En 1928 Hipólito Irigoyen llegó por segunda vez a la presidencia precedido por simpatía popular, fama y poder como ningún otro gobernante había poseído. Tenía 76 años y se encontraba frente a la perspectiva de una compleja tarea sacudida por la crisis mundial de 1929.
Los proyectos generados por el P.E. encontraron una oposición cerrada que relegó importantes iniciativas. Hubo agitaciones obreras e Irigoyen tomó personal interés en estos problemas pero las soluciones, en medio de la crisis económica, no siempre llegaron a feliz término.
Se produjo la quiebra de la Bolsa de Nueva York (Wall Street) y el colapso fue general. La depresión que empezó en los EE.UU. se extendió por todo el mundo, y causó un desequilibrio económico-financiero que, en el caso de nuestro país, ocasionó la huida de los capitales extranjeros.
Los descontentos crecieron e Irigoyen debió enfrentar los conflictos derivados de la crisis: desocupación, inflación y aumento de la deuda estatal.
Los apoyos políticos disminuyeron. La clase media, que era el centro de la autoridad de gobierno, se sumó a la crítica, lo mismo que los conservadores.
A la acción subversiva se sumó la agitación estudiantil.

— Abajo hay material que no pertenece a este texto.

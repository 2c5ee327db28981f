use crate::domain::{Query, QueryResult, Row};
use crate::planes::control::{
    ApprovalProbe, BanProbe, CheckerConfig, DeferredInitializer, PrivilegedCalls, ReloadGuard,
    StatusChecker, SubscriptionConfig, SubscriptionManager,
};
use crate::planes::data::{RemoteState, WriteOutcome, insert_idempotent};
use crate::ports::{Backend, KeyValueStore, RealtimeTransport, StatusProbe};
use shared::Result;
use shared::config::SyncConfig;
use std::sync::Arc;
use tracing::info;

/// Everything one signed-in client shares: the backend handles, the
/// query cache and its in-flight table.
///
/// Built once at startup and passed around instead of living in globals.
/// `sign_out` drops all cached state.
#[derive(Clone)]
pub struct SyncContext {
    config: SyncConfig,
    backend: Arc<dyn Backend>,
    transport: Arc<dyn RealtimeTransport>,
    remote: RemoteState<QueryResult>,
}

impl SyncContext {
    /// Wire a context over `backend` and `transport` with an empty cache.
    pub fn new(
        config: SyncConfig,
        backend: Arc<dyn Backend>,
        transport: Arc<dyn RealtimeTransport>,
    ) -> Self {
        let remote = RemoteState::from_config(&config);
        Self {
            config,
            backend,
            transport,
            remote,
        }
    }

    /// Settings the context was built with.
    pub fn config(&self) -> &SyncConfig {
        &self.config
    }

    /// Query, write and function-call port.
    pub fn backend(&self) -> &Arc<dyn Backend> {
        &self.backend
    }

    /// Realtime change feed port.
    pub fn transport(&self) -> &Arc<dyn RealtimeTransport> {
        &self.transport
    }

    /// The shared query cache.
    pub fn remote(&self) -> &RemoteState<QueryResult> {
        &self.remote
    }

    /// Run `query` through the cache under `key`. Concurrent callers with
    /// the same key share one backend request.
    pub async fn query_cached(&self, key: &str, table: &str, query: Query) -> Result<QueryResult> {
        let backend = Arc::clone(&self.backend);
        let table = table.to_string();
        self.remote
            .fetch(key, move || async move { backend.query(&table, &query).await })
            .await
    }

    /// Mark the cached result under `key` dirty.
    pub fn invalidate(&self, key: &str) {
        self.remote.invalidate(key);
    }

    /// Insert `row`, treating a unique-key conflict as already done.
    pub async fn insert_idempotent(&self, table: &str, row: Row) -> Result<WriteOutcome> {
        insert_idempotent(self.backend.as_ref(), table, row).await
    }

    /// Status checker over any moderation lookup. Not started.
    pub fn gate(&self, probe: Arc<dyn StatusProbe>) -> StatusChecker {
        StatusChecker::new(probe, CheckerConfig::from_config(&self.config))
    }

    /// Periodic ban check for `user_id`. Not started.
    pub fn ban_gate(&self, user_id: &str) -> StatusChecker {
        self.gate(Arc::new(BanProbe::new(Arc::clone(&self.backend), user_id)))
    }

    /// Periodic approval check for `user_id`. Not started.
    pub fn approval_gate(&self, user_id: &str) -> StatusChecker {
        self.gate(Arc::new(ApprovalProbe::new(Arc::clone(&self.backend), user_id)))
    }

    /// Subscription on this context's transport. Not started.
    pub fn subscription(&self, config: SubscriptionConfig) -> SubscriptionManager {
        SubscriptionManager::new(Arc::clone(&self.transport), config)
    }

    /// Subscription config that marks `keys` dirty on every change to
    /// `table`, debounced by the configured window.
    pub fn invalidate_on_change<I, S>(&self, channel: &str, table: &str, keys: I) -> SubscriptionConfig
    where
        I: IntoIterator<Item = S>,
        S: Into<String>,
    {
        SubscriptionConfig::new(channel, table, self.remote.invalidation_sink(keys))
            .debounce(self.config.debounce_window)
    }

    /// Empty initializer for work that waits until after first paint.
    pub fn deferred(&self) -> DeferredInitializer {
        DeferredInitializer::new()
    }

    /// Server-side functions reached through the backend.
    pub fn privileged(&self) -> PrivilegedCalls {
        PrivilegedCalls::new(Arc::clone(&self.backend))
    }

    /// Reload guard persisting its attempt marker in `store`.
    pub fn reload_guard(&self, store: Arc<dyn KeyValueStore>) -> ReloadGuard {
        ReloadGuard::new(store, self.config.reload_cooldown)
    }

    /// Forget every cached result and in-flight request.
    pub fn sign_out(&self) {
        info!("signing out, clearing cached state");
        self.remote.clear();
    }
}

impl std::fmt::Debug for SyncContext {
    fn fmt(&self, f: &mut std::fmt::Formatter<'_>) -> std::fmt::Result {
        f.debug_struct("SyncContext")
            .field("config", &self.config)
            .field("remote", &self.remote)
            .finish_non_exhaustive()
    }
}
use crate::domain::{
    ChannelSpec, ConflictTarget, GateStatus, InvokeRequest, InvokeResponse, Query, QueryResult, Row,
};
use crate::events::ChangeEvent;
use async_trait::async_trait;
use futures::stream::BoxStream;
use shared::Result;

// Ports are the seams to the managed backend and to whatever hosts the UI

/// Row storage and serverless functions of the backend collaborator.
#[async_trait]
pub trait Backend: Send + Sync + 'static {
    async fn query(&self, table: &str, query: &Query) -> Result<QueryResult>;

    /// Fails with `Error::Conflict` when the row collides with an existing
    /// unique key.
    async fn insert(&self, table: &str, row: Row) -> Result<Row>;

    /// Insert, or replace the row that collides on `conflict`.
    async fn upsert(&self, table: &str, row: Row, conflict: &ConflictTarget) -> Result<Row>;

    /// Returns the number of rows removed.
    async fn delete(&self, table: &str, query: &Query) -> Result<usize>;

    async fn invoke(&self, request: InvokeRequest) -> Result<InvokeResponse>;
}

pub type ChannelId = String;

/// An opened change feed. The stream ends when the channel is closed.
pub struct RealtimeChannel {
    pub id: ChannelId,
    pub events: BoxStream<'static, ChangeEvent>,
}

impl std::fmt::Debug for RealtimeChannel {
    fn fmt(&self, f: &mut std::fmt::Formatter<'_>) -> std::fmt::Result {
        f.debug_struct("RealtimeChannel")
            .field("id", &self.id)
            .field("events", &"<stream>")
            .finish()
    }
}

/// Realtime change-feed transport.
#[async_trait]
pub trait RealtimeTransport: Send + Sync + 'static {
    async fn open(&self, spec: &ChannelSpec) -> Result<RealtimeChannel>;

    /// Closing an unknown or already closed channel is not an error.
    async fn close(&self, id: &ChannelId) -> Result<()>;
}

/// One authoritative moderation query (ban state, approval state, ...).
#[async_trait]
pub trait StatusProbe: Send + Sync + 'static {
    fn name(&self) -> &str;

    async fn probe(&self) -> Result<GateStatus>;
}

/// Receives "something changed" signals from a subscription.
pub trait ChangeSink: Send + Sync + 'static {
    fn on_change(&self, event: ChangeEvent);
}

impl<F> ChangeSink for F
where
    F: Fn(ChangeEvent) + Send + Sync + 'static,
{
    fn on_change(&self, event: ChangeEvent) {
        self(event)
    }
}

/// Small persisted string store, the client's localStorage.
pub trait KeyValueStore: Send + Sync + 'static {
    fn get(&self, key: &str) -> Result<Option<String>>;
    fn set(&self, key: &str, value: &str) -> Result<()>;
    fn remove(&self, key: &str) -> Result<bool>;
}
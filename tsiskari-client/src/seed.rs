use serde_json::{Value, json};
use shared::{Error, Result};
use storage_engine::MemoryBackend;
use tsiskari::domain::{ConflictTarget, Row};
use tsiskari::planes::control::privileged::DEACTIVATE_ACCOUNT;
use tsiskari::ports::Backend;

pub fn row(value: Value) -> Row {
    match value {
        Value::Object(map) => map,
        _ => Row::new(),
    }
}

/// Tables, a few rows and the account functions of a small social app.
pub async fn seed(backend: &MemoryBackend, user_id: &str) -> Result<()> {
    backend
        .define_table("profiles", [ConflictTarget::new(["id"])])
        .await;
    backend
        .define_table("post_likes", [ConflictTarget::new(["post_id", "user_id"])])
        .await;
    backend
        .define_table("story_views", [ConflictTarget::new(["story_id", "viewer_id"])])
        .await;

    backend
        .insert(
            "profiles",
            row(json!({ "id": user_id, "username": "nino", "approval_status": "approved" })),
        )
        .await?;

    for (id, title) in [(1, "ზღვა ბათუმში"), (2, "ხინკალი"), (3, "თბილისის ღამე")] {
        backend
            .insert("posts", row(json!({ "id": id, "author_id": "giorgi", "title": title })))
            .await?;
    }

    backend.register_function(DEACTIVATE_ACCOUNT, true, |_, caller| {
        let user = caller.ok_or_else(|| Error::Auth("no caller".into()))?;
        Ok(json!({ "deactivated": user }))
    });

    Ok(())
}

El influyente discurso de sectores antidemocráticos, vinculados con el fascismo italiano, presionó sobre los militares.
El 6 de setiembre de 1930 se produjo por primera vez en nuestro país la ruptura de las instituciones emanadas de la Constitución.

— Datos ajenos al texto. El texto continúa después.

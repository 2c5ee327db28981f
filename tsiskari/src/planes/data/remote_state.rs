use crate::events::ChangeEvent;
use crate::planes::data::dedup::Deduplicator;
use crate::planes::data::ttl_store::TtlStore;
use crate::ports::ChangeSink;
use shared::Result;
use shared::config::SyncConfig;
use std::fmt::Debug;
use std::future::Future;
use std::time::Duration;

/// Read-through view of remote data: TTL cache in front, request
/// deduplication behind it, invalidated by realtime dirty signals.
#[derive(Clone, Debug)]
pub struct RemoteState<V>
where
    V: Debug + Send + Sync + Clone + 'static,
{
    store: TtlStore<String, V>,
    dedup: Deduplicator<String, V>,
}

impl<V> RemoteState<V>
where
    V: Debug + Send + Sync + Clone + 'static,
{
    /// Combine an existing cache and in-flight table.
    pub fn new(store: TtlStore<String, V>, dedup: Deduplicator<String, V>) -> Self {
        Self { store, dedup }
    }

    /// Cache TTL, capacity and dedupe grace taken from `config`.
    pub fn from_config(config: &SyncConfig) -> Self {
        Self::new(
            TtlStore::from_config(config),
            Deduplicator::new(config.dedupe_grace),
        )
    }

    /// The cache in front of the backend.
    pub fn store(&self) -> &TtlStore<String, V> {
        &self.store
    }

    /// Serve from cache, otherwise fetch once for all concurrent callers
    /// and cache the result for `ttl`. Failures are not cached.
    pub async fn fetch_with_ttl<F, Fut>(&self, key: &str, ttl: Duration, fetch: F) -> Result<V>
    where
        F: FnOnce() -> Fut,
        Fut: Future<Output = Result<V>> + Send + 'static,
    {
        if let Some(value) = self.store.get(&key.to_string()) {
            tracing::trace!(key, "cache hit");
            return Ok(value);
        }

        let store = self.store.clone();
        let cache_key = key.to_string();
        self.dedup
            .dedupe(key.to_string(), move || {
                let request = fetch();
                async move {
                    let value = request.await?;
                    store.set(cache_key, value.clone(), ttl);
                    Ok(value)
                }
            })
            .await
    }

    /// `fetch_with_ttl` with the store's default TTL.
    pub async fn fetch<F, Fut>(&self, key: &str, fetch: F) -> Result<V>
    where
        F: FnOnce() -> Fut,
        Fut: Future<Output = Result<V>> + Send + 'static,
    {
        self.fetch_with_ttl(key, self.store.default_ttl(), fetch).await
    }

    /// Mark `key` dirty: the next read goes to the backend.
    pub fn invalidate(&self, key: &str) {
        self.store.invalidate(&key.to_string());
        self.dedup.forget(&key.to_string());
    }

    /// Drop every cached value and forget every in-flight request.
    pub fn clear(&self) {
        self.store.invalidate_all();
        self.dedup.clear();
    }

    /// A sink that invalidates `keys` whenever the subscription fires.
    pub fn invalidation_sink<I, S>(&self, keys: I) -> InvalidateOnChange<V>
    where
        I: IntoIterator<Item = S>,
        S: Into<String>,
    {
        InvalidateOnChange {
            state: self.clone(),
            keys: keys.into_iter().map(Into::into).collect(),
        }
    }
}

pub struct InvalidateOnChange<V>
where
    V: Debug + Send + Sync + Clone + 'static,
{
    state: RemoteState<V>,
    keys: Vec<String>,
}

impl<V> ChangeSink for InvalidateOnChange<V>
where
    V: Debug + Send + Sync + Clone + 'static,
{
    fn on_change(&self, event: ChangeEvent) {
        tracing::debug!(table = event.table(), keys = ?self.keys, "invalidating on change");
        for key in &self.keys {
            self.state.invalidate(key);
        }
    }
}

#[cfg(test)]
mod tests {
    use super::*;
    use crate::domain::{ChangeKind, Row};
    use crate::events::RowChange;
    use shared::Error;
    use std::sync::Arc;
    use std::sync::atomic::{AtomicUsize, Ordering};

    fn state() -> RemoteState<u32> {
        RemoteState::new(
            TtlStore::new(Duration::from_secs(30), None),
            Deduplicator::new(Duration::from_secs(2)),
        )
    }

    #[tokio::test(start_paused = true)]
    async fn test_fetch_caches_and_dedupes() {
        let state = state();
        let calls = Arc::new(AtomicUsize::new(0));

        let fetch = || {
            let calls = Arc::clone(&calls);
            move || async move {
                calls.fetch_add(1, Ordering::SeqCst);
                tokio::time::sleep(Duration::from_millis(50)).await;
                Ok(42)
            }
        };

        let (a, b) = tokio::join!(state.fetch("profile:u1", fetch()), state.fetch("profile:u1", fetch()));
        assert_eq!((a, b), (Ok(42), Ok(42)));

        // long after the dedup grace window, the TTL cache still answers
        tokio::time::sleep(Duration::from_secs(10)).await;
        assert_eq!(state.fetch("profile:u1", fetch()).await, Ok(42));
        assert_eq!(calls.load(Ordering::SeqCst), 1);
    }

    #[tokio::test(start_paused = true)]
    async fn test_failures_are_not_cached() {
        let state = state();

        let err = state
            .fetch("k", || async { Err(Error::TransientNetwork("offline".into())) })
            .await;
        assert!(err.is_err());
        assert_eq!(state.store().get(&"k".to_string()), None);

        state.invalidate("k");
        assert_eq!(state.fetch("k", || async { Ok(1) }).await, Ok(1));
    }

    #[tokio::test(start_paused = true)]
    async fn test_invalidation_sink_forces_refetch() {
        let state = state();
        assert_eq!(state.fetch("feed", || async { Ok(1) }).await, Ok(1));

        let sink = state.invalidation_sink(["feed"]);
        sink.on_change(crate::events::ChangeEvent::new(
            ChangeKind::Insert,
            RowChange::new("posts", Row::new(), None),
        ));

        assert_eq!(state.fetch("feed", || async { Ok(2) }).await, Ok(2));
    }
}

El Gral. José Félix Uriburu derrocó a las autoridades nacionales. Se exigió la renuncia indeclinable del Dr. Irigoyen y del Vicepresidente Dr. Martínez.
El historiador José Luis Romero sintetiza el derrocamiento de Yrigoyen, como el fin de la República y de la democracia.

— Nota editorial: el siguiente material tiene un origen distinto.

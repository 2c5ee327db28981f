use async_trait::async_trait;
use dashmap::DashMap;
use futures::StreamExt;
use serde_json::Value;
use shared::{Error, Result};
use std::collections::HashMap;
use std::sync::Arc;
use std::sync::atomic::{AtomicBool, AtomicUsize, Ordering};
use std::time::Duration;
use tokio::sync::{RwLock, broadcast};
use tokio_stream::wrappers::BroadcastStream;
use tokio_stream::wrappers::errors::BroadcastStreamRecvError;
use tokio_util::sync::CancellationToken;
use tracing::{debug, info, warn};
use tsiskari::domain::{
    ChangeKind, ChannelSpec, ConflictTarget, InvokeMethod, InvokeRequest, InvokeResponse, Query,
    QueryResult, Row,
};
use tsiskari::events::{ChangeEvent, RowChange};
use tsiskari::ports::{Backend, ChannelId, RealtimeChannel, RealtimeTransport};

const CHANGE_FEED_CAPACITY: usize = 1024;

pub const CORS_HEADERS: [(&str, &str); 3] = [
    ("Access-Control-Allow-Origin", "*"),
    ("Access-Control-Allow-Methods", "POST, OPTIONS"),
    (
        "Access-Control-Allow-Headers",
        "authorization, x-client-info, apikey, content-type",
    ),
];

/// A serverless function body: request payload and the caller's user id
/// (when a valid token was sent) in, response payload out.
pub type FunctionHandler = Arc<dyn Fn(Value, Option<String>) -> Result<Value> + Send + Sync>;

struct RegisteredFunction {
    requires_auth: bool,
    handler: FunctionHandler,
}

#[derive(Default)]
struct Table {
    unique_keys: Vec<ConflictTarget>,
    rows: Vec<Row>,
}

impl Table {
    fn conflicting_key(&self, row: &Row, skip: Option<usize>) -> Option<&ConflictTarget> {
        self.unique_keys.iter().find(|key| {
            self.rows
                .iter()
                .enumerate()
                .any(|(i, existing)| Some(i) != skip && key.collides(existing, row))
        })
    }
}

/// In-process backend: tables of JSON rows with unique keys, a realtime
/// change feed, and a registry of serverless functions.
///
/// Stands in for the managed backend in the client binary and in tests.
/// Per-table latency and an offline switch let callers exercise the
/// timeout and fail-open paths.
pub struct MemoryBackend {
    tables: RwLock<HashMap<String, Table>>,
    changes: broadcast::Sender<ChangeEvent>,
    channels: DashMap<ChannelId, CancellationToken>,
    functions: DashMap<String, RegisteredFunction>,
    tokens: DashMap<String, String>,
    latency: DashMap<String, Duration>,
    offline: AtomicBool,
    queries: AtomicUsize,
}

impl Default for MemoryBackend {
    fn default() -> Self {
        Self::new()
    }
}

impl MemoryBackend {
    pub fn new() -> Self {
        let (changes, _) = broadcast::channel(CHANGE_FEED_CAPACITY);
        Self {
            tables: RwLock::new(HashMap::new()),
            changes,
            channels: DashMap::new(),
            functions: DashMap::new(),
            tokens: DashMap::new(),
            latency: DashMap::new(),
            offline: AtomicBool::new(false),
            queries: AtomicUsize::new(0),
        }
    }

    /// Create `name` (or replace its unique keys). Tables are also created
    /// implicitly, without unique keys, on first write.
    pub async fn define_table(&self, name: &str, unique_keys: impl IntoIterator<Item = ConflictTarget>) {
        let mut tables = self.tables.write().await;
        tables.entry(name.to_string()).or_default().unique_keys = unique_keys.into_iter().collect();
    }

    pub fn register_function<F>(&self, name: &str, requires_auth: bool, handler: F)
    where
        F: Fn(Value, Option<String>) -> Result<Value> + Send + Sync + 'static,
    {
        self.functions.insert(
            name.to_string(),
            RegisteredFunction {
                requires_auth,
                handler: Arc::new(handler),
            },
        );
    }

    /// Issue a session token for `user_id`.
    pub fn issue_token(&self, user_id: &str) -> String {
        let token = uuid::Uuid::new_v4().to_string();
        self.tokens.insert(token.clone(), user_id.to_string());
        token
    }

    pub fn revoke_token(&self, token: &str) -> bool {
        self.tokens.remove(token).is_some()
    }

    /// Delay every call touching `table` (or a function of that name).
    pub fn set_latency(&self, table: &str, latency: Duration) {
        if latency.is_zero() {
            self.latency.remove(table);
        } else {
            self.latency.insert(table.to_string(), latency);
        }
    }

    /// While offline every call fails with `Error::TransientNetwork`.
    pub fn set_offline(&self, offline: bool) {
        self.offline.store(offline, Ordering::Release);
    }

    /// Number of `query` calls served so far.
    pub fn query_count(&self) -> usize {
        self.queries.load(Ordering::Acquire)
    }

    pub fn open_channels(&self) -> usize {
        self.channels.len()
    }

    pub async fn row_count(&self, table: &str) -> usize {
        self.tables
            .read()
            .await
            .get(table)
            .map_or(0, |t| t.rows.len())
    }

    async fn round_trip(&self, target: &str) -> Result<()> {
        let latency = self.latency.get(target).map(|l| *l);
        if let Some(latency) = latency {
            tokio::time::sleep(latency).await;
        }
        if self.offline.load(Ordering::Acquire) {
            return Err(Error::TransientNetwork(format!("{target}: backend offline")));
        }
        Ok(())
    }

    fn publish(&self, kind: ChangeKind, table: &str, record: Row, old_record: Option<Row>) {
        let event = ChangeEvent::new(kind, RowChange::new(table, record, old_record));
        // no open channel is fine
        let _ = self.changes.send(event);
    }
}

fn with_id(mut row: Row) -> Row {
    if !row.contains_key("id") {
        row.insert("id".to_string(), Value::String(uuid::Uuid::new_v4().to_string()));
    }
    row
}

fn conflict(table: &str, key: &ConflictTarget) -> Error {
    Error::Conflict(format!("duplicate key ({}) in {table}", key.0.join(", ")))
}

fn status_for(err: &Error) -> u16 {
    match err {
        Error::Auth(_) => 401,
        Error::NotFound => 404,
        Error::InvalidQuery(_) => 400,
        Error::Conflict(_) => 409,
        _ => 500,
    }
}

fn cors(mut response: InvokeResponse) -> InvokeResponse {
    response.headers.extend(
        CORS_HEADERS
            .iter()
            .map(|(name, value)| (name.to_string(), value.to_string())),
    );
    response
}

#[async_trait]
impl Backend for MemoryBackend {
    async fn query(&self, table: &str, query: &Query) -> Result<QueryResult> {
        self.queries.fetch_add(1, Ordering::AcqRel);
        self.round_trip(table).await?;

        let tables = self.tables.read().await;
        match tables.get(table) {
            Some(t) => query.apply(&t.rows),
            None => query.apply(std::iter::empty()),
        }
    }

    async fn insert(&self, table: &str, row: Row) -> Result<Row> {
        self.round_trip(table).await?;
        let row = with_id(row);

        let mut tables = self.tables.write().await;
        let t = tables.entry(table.to_string()).or_default();
        if let Some(key) = t.conflicting_key(&row, None) {
            return Err(conflict(table, key));
        }
        t.rows.push(row.clone());
        drop(tables);

        debug!(table, "row inserted");
        self.publish(ChangeKind::Insert, table, row.clone(), None);
        Ok(row)
    }

    async fn upsert(&self, table: &str, row: Row, target: &ConflictTarget) -> Result<Row> {
        self.round_trip(table).await?;

        let mut tables = self.tables.write().await;
        let t = tables.entry(table.to_string()).or_default();
        let existing = t.rows.iter().position(|r| target.collides(r, &row));

        let row = match existing {
            Some(_) => row,
            None => with_id(row),
        };
        if let Some(key) = t.conflicting_key(&row, existing) {
            return Err(conflict(table, key));
        }

        let old = match existing {
            Some(index) => Some(std::mem::replace(&mut t.rows[index], row.clone())),
            None => {
                t.rows.push(row.clone());
                None
            }
        };
        drop(tables);

        match old {
            Some(old) => self.publish(ChangeKind::Update, table, row.clone(), Some(old)),
            None => self.publish(ChangeKind::Insert, table, row.clone(), None),
        }
        Ok(row)
    }

    async fn delete(&self, table: &str, query: &Query) -> Result<usize> {
        self.round_trip(table).await?;
        query.validate()?;

        let mut tables = self.tables.write().await;
        let Some(t) = tables.get_mut(table) else {
            return Ok(0);
        };
        let (removed, kept): (Vec<Row>, Vec<Row>) =
            std::mem::take(&mut t.rows).into_iter().partition(|r| query.matches(r));
        t.rows = kept;
        drop(tables);

        let count = removed.len();
        for row in removed {
            self.publish(ChangeKind::Delete, table, row, None);
        }
        Ok(count)
    }

    async fn invoke(&self, request: InvokeRequest) -> Result<InvokeResponse> {
        if request.method == InvokeMethod::Options {
            return Ok(cors(InvokeResponse::new(200, Value::Null)));
        }
        self.round_trip(&request.function).await?;

        let (requires_auth, handler) = match self.functions.get(&request.function) {
            Some(f) => (f.requires_auth, Arc::clone(&f.handler)),
            None => {
                return Ok(cors(InvokeResponse::new(
                    404,
                    Value::String(format!("function {} not found", request.function)),
                )));
            }
        };

        let caller = request
            .auth_token
            .as_deref()
            .and_then(|token| self.tokens.get(token).map(|user| user.value().clone()));

        if requires_auth {
            match (&request.auth_token, &caller) {
                (None, _) => {
                    return Err(Error::Auth(format!("{} requires a session token", request.function)));
                }
                (Some(_), None) => {
                    warn!(function = %request.function, "rejected invalid session token");
                    return Ok(cors(InvokeResponse::new(401, Value::String("invalid token".into()))));
                }
                _ => {}
            }
        }

        let response = match handler(request.body, caller) {
            Ok(body) => InvokeResponse::new(200, body),
            Err(e) => InvokeResponse::new(status_for(&e), Value::String(e.to_string())),
        };
        Ok(cors(response))
    }
}

#[async_trait]
impl RealtimeTransport for MemoryBackend {
    async fn open(&self, spec: &ChannelSpec) -> Result<RealtimeChannel> {
        if self.offline.load(Ordering::Acquire) {
            return Err(Error::TransientNetwork(format!("{}: realtime offline", spec.name)));
        }

        let id = format!("{}:{}", spec.name, uuid::Uuid::new_v4());
        let token = CancellationToken::new();
        self.channels.insert(id.clone(), token.clone());

        let spec = spec.clone();
        let channel = id.clone();
        let events = BroadcastStream::new(self.changes.subscribe())
            .filter_map(move |item| {
                let event = match item {
                    Ok(event) if spec.accepts(event.table(), event.kind(), event.record()) => Some(event),
                    Ok(_) => None,
                    Err(BroadcastStreamRecvError::Lagged(skipped)) => {
                        warn!(channel = %channel, skipped, "realtime channel lagged, events dropped");
                        None
                    }
                };
                futures::future::ready(event)
            })
            .take_until(token.cancelled_owned())
            .boxed();

        info!(channel = %id, "realtime channel opened");
        Ok(RealtimeChannel { id, events })
    }

    async fn close(&self, id: &ChannelId) -> Result<()> {
        if let Some((_, token)) = self.channels.remove(id) {
            token.cancel();
            info!(channel = %id, "realtime channel closed");
        }
        Ok(())
    }
}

Su vieja casa de la calle Brasil -que los opositores llamaban 'la cueva del peludo'- fue saqueada, con olvido de la indiscutible dignidad personal de un hombre cuya única culpa había sido llegar al poder cuando el país era ya incomprensible para él.”
Cerca de la plaza del Congreso, la calle fue un hervidero. Se produjo un tiroteo entre las fuerzas golpistas y leales.
En la mañana del 7, el vecindario se despertó presa de una gran excitación y nerviosismo.
La censura telegráfica y telefónica impuesta por el Gobierno de facto, aisló a Rosario de Buenos Aires y dio lugar a que corrieran las más graves versiones.
Al mediodía se esperó con gran impaciencia el Rápido del Central Argentino que debía traer los diarios matutinos metropolitanos - pero al comprobarse la escasez de noticias – por la censura aumentaba la angustia de la gente.
Millares de personas inundaron las calles céntricas de Rosario y frente a las pizarras de La Capital el público se renovaba constantemente.
En otra parte de la ciudad los estudiantes de la Escuela Superior de Comercio se lanzaron espontáneamente a la calle, pese que “desde la fecha las fuerzas del orden, señalaban que quedaban terminantemente prohibidos los disparos de bombas, toques de sirenas u otros medios que podían alterar la tranquilidad de la población”.
Los estudiantes y muchos jóvenes como ocurre en todos los tiempos de la historia de los pueblos, con convicciones propias luchando por ideales de libertad e igualdad, sumado a que no tienen otra cosa que perder que su vida, salieron a la calle a defender sin armas al líder caído y a enfrentar a los uniformados que a partir de entonces empezaban a tomarle el gusto a la carrera política - la que no abandonarían hasta 1983.
En aquella tarde del 7 de setiembre, moría en forma impensada en plena calle por efecto de una ráfaga de tiros, el estudiante rosarino Juvenal Aguilar.
La noche anterior varios disparos habían terminado con la vida de Joaquín Penina y otros dos anarquistas en las inmediaciones del arroyo Saladillo, por orden de la Jefatura de policía.
Carece de designación oficial.
Recuerda a la ejecución de un estudiante, que salió a la calle impulsado por el amor a la libertad de los hombres dignos.